Niechęć do polityki imperium brytyjskiego i krytyka zniekształcającej rzeczywistość literatury „kolonialnej" spychała powoli Erica Blaira w objęcia socjalizmu, urojonej idei, która w sposób abstrakcyjny wabiła młodego intelektualistę mrzonką równego, sytego i demokratycznego społeczeństwa.

Być może był to także powód, dla którego tuż po awansie na zastępcę szefa policji w Syriam, Blair wystąpił nagle o zaległy urlop i wyjechał do rodzinnego domu w angielskim Southwold, skąd już do Birmy nie wrócił. Cały 1927 r. spędził na tułaniu się po różnych ponurych zakamarkach Londynu, po czym zawiedziony życiem w brytyjskiej stolicy wyjechał w 1928 r. do Paryża, gdzie wprawdzie nadal żył na granicy nędzy jako zwykły tramp, ale odkrył u siebie talent pisarski. Po pierwszych publikacjach prasowych (1931 r.) przyszedł czas na książki. Owocem dwuletniego wycierania londyńskich i paryskich bruków była wydana w 1933 r. pierwsza autobiograficzna powieść „Na dnie w Paryżu i w Londynie". Po raz pierwszy na okładce książki pojawił się pseudonim pisarski George Orwell.

Wielu krytyków literackich uważa, że opisywane przez Orwella życie w paryskiej dzielnicy slumsów czy niektóre przygody w różnych zaułkach Londynu były zwyczajnie zmyślone.
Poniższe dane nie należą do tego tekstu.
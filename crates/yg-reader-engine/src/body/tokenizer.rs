use super::{
    classify::{Line, LineKind},
    token::Token,
};

/// State carried between lines by the tokenizer.
///
/// `step` is a pure transition, so each rule can be exercised in isolation.
#[derive(Debug, Clone, Copy, PartialEq, Eq)]
pub struct TokenizerState {
    quote_depth: usize,
    previous: LineKind,
    in_paragraph: bool,
}

impl Default for TokenizerState {
    fn default() -> Self {
        Self {
            quote_depth: 0,
            previous: LineKind::Empty,
            in_paragraph: false,
        }
    }
}

impl TokenizerState {
    /// Depth of the quote block currently open.
    pub fn quote_depth(&self) -> usize {
        self.quote_depth
    }

    pub fn in_paragraph(&self) -> bool {
        self.in_paragraph
    }

    /// Consumes one line, returning the next state and the tokens it emits.
    ///
    /// Rules, in priority order:
    /// 1. A signature closes any open paragraph and emits a marker. It never
    ///    opens or closes a quote level.
    /// 2. A deeper line closes the paragraph and opens one quote per level.
    /// 3. A shallower line closes the paragraph and one quote per level,
    ///    unless the previous line was flowed and this one has content. That
    ///    line continues the open quote block at the current depth.
    /// 4. A blank line closes the open paragraph.
    /// 5. Content opens a paragraph if none is open, then emits its text.
    ///    A fixed line closes the paragraph it ends.
    pub fn step(mut self, line: &Line) -> (Self, Vec<Token>) {
        let mut tokens = Vec::new();
        let depth_before = self.quote_depth;

        if line.kind == LineKind::Signature {
            self.close_paragraph(&mut tokens);
            tokens.push(Token::SignatureMarker);
        } else if line.quote_depth > self.quote_depth {
            self.close_paragraph(&mut tokens);
            for _ in self.quote_depth..line.quote_depth {
                tokens.push(Token::StartQuote);
            }
            self.quote_depth = line.quote_depth;
            self.push_line(line, &mut tokens);
        } else if line.quote_depth < self.quote_depth && !self.continues_flowed_quote(line) {
            self.close_paragraph(&mut tokens);
            for _ in line.quote_depth..self.quote_depth {
                tokens.push(Token::EndQuote);
            }
            self.quote_depth = line.quote_depth;
            self.push_line(line, &mut tokens);
        } else {
            self.push_line(line, &mut tokens);
        }

        log::trace!(
            "{:?} line at depth {}: quote depth {} -> {}, {} tokens",
            line.kind,
            line.quote_depth,
            depth_before,
            self.quote_depth,
            tokens.len()
        );

        self.previous = line.kind;
        (self, tokens)
    }

    /// Closes everything still open at end of input.
    pub fn finish(mut self) -> Vec<Token> {
        let mut tokens = Vec::new();
        self.close_paragraph(&mut tokens);
        for _ in 0..self.quote_depth {
            tokens.push(Token::EndQuote);
        }
        tokens
    }

    fn continues_flowed_quote(&self, line: &Line) -> bool {
        self.previous == LineKind::Flowed && line.kind.has_content()
    }

    fn push_line(&mut self, line: &Line, tokens: &mut Vec<Token>) {
        if !line.kind.has_content() {
            self.close_paragraph(tokens);
            return;
        }

        if !self.in_paragraph {
            tokens.push(Token::StartParagraph);
            self.in_paragraph = true;
        }
        tokens.push(Token::Text(line.content.clone()));

        if line.kind == LineKind::Fixed {
            self.close_paragraph(tokens);
        }
    }

    fn close_paragraph(&mut self, tokens: &mut Vec<Token>) {
        if self.in_paragraph {
            tokens.push(Token::EndParagraph);
            self.in_paragraph = false;
        }
    }
}

/// Builds the raw token stream of a body one line at a time.
pub struct Tokenizer {
    state: TokenizerState,
    out: Vec<Token>,
}

impl Tokenizer {
    pub fn new() -> Self {
        Self {
            state: TokenizerState::default(),
            out: vec![],
        }
    }

    pub fn push(&mut self, line: &Line) {
        let (state, tokens) = self.state.step(line);
        self.state = state;
        self.out.extend(tokens);
    }

    pub fn finish(mut self) -> Vec<Token> {
        // EOF flush
        self.out.extend(self.state.finish());
        self.out
    }
}

impl Default for Tokenizer {
    fn default() -> Self {
        Self::new()
    }
}

/// Tokenizes a complete body.
pub fn tokenize(lines: &[Line]) -> Vec<Token> {
    let mut tokenizer = Tokenizer::new();
    for line in lines {
        tokenizer.push(line);
    }
    tokenizer.finish()
}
Także recenzje powieści były skrajnie różne – od megalomańskiej krytyki angielskiego dziennika „The Times" po zachwyty Herberta Gromana na łamach amerykańskiego „New York Times Book Review". Jedno było pewne: młody pisarz wzbudzał kontrowersje, a tym samym przyciągał zainteresowanie czytelników i wydawców.

Do Anglii powrócił w 1932 r. Na rok przed wydaniem pierwszej powieści przyjął stanowisko nauczyciela licealnego w Hawthorne. Tam też wynajął na pierwszym piętrze budynku przy 77 Parliament Street niewielkie mieszkanie. W tym samym domu na parterze mieszkała 27-letnia Eileen O'Shaughnessy, z którą zaczął się regularnie spotykać. W 1933 r., kiedy na półki księgarni trafiła jego pierwsza powieść, rozpoczął pracę jako nauczyciel akademicki w Frays College w Uxbridge. Trzy lata później, 9 czerwca 1936 r., Eric poślubił Eileen. Ich miesiąc miodowy przerwały wieści nadchodzące z Hiszpanii.

Obrońca sprawy polskiej

Eric Blair nie chciał być biernym obserwatorem tego, co dzieje się w Hiszpanii. Z jego lewicowego punktu widzenia nie była to wojna samych Hiszpanów, lecz konfrontacja dwóch światów – feudalnego społeczeństwa konserwatywnego z rzekomo postępowym obozem republikańskim. W rzeczywistości konflikt ten, jak zrozumiał później, był poligonem sił trzecich: stalinizmu i niemieckiego narodowego socjalizmu. Sam Orwell, chociaż walczył po stronie republikańskiej, stał się zagorzałym przeciwnikiem komunizmu i nazizmu.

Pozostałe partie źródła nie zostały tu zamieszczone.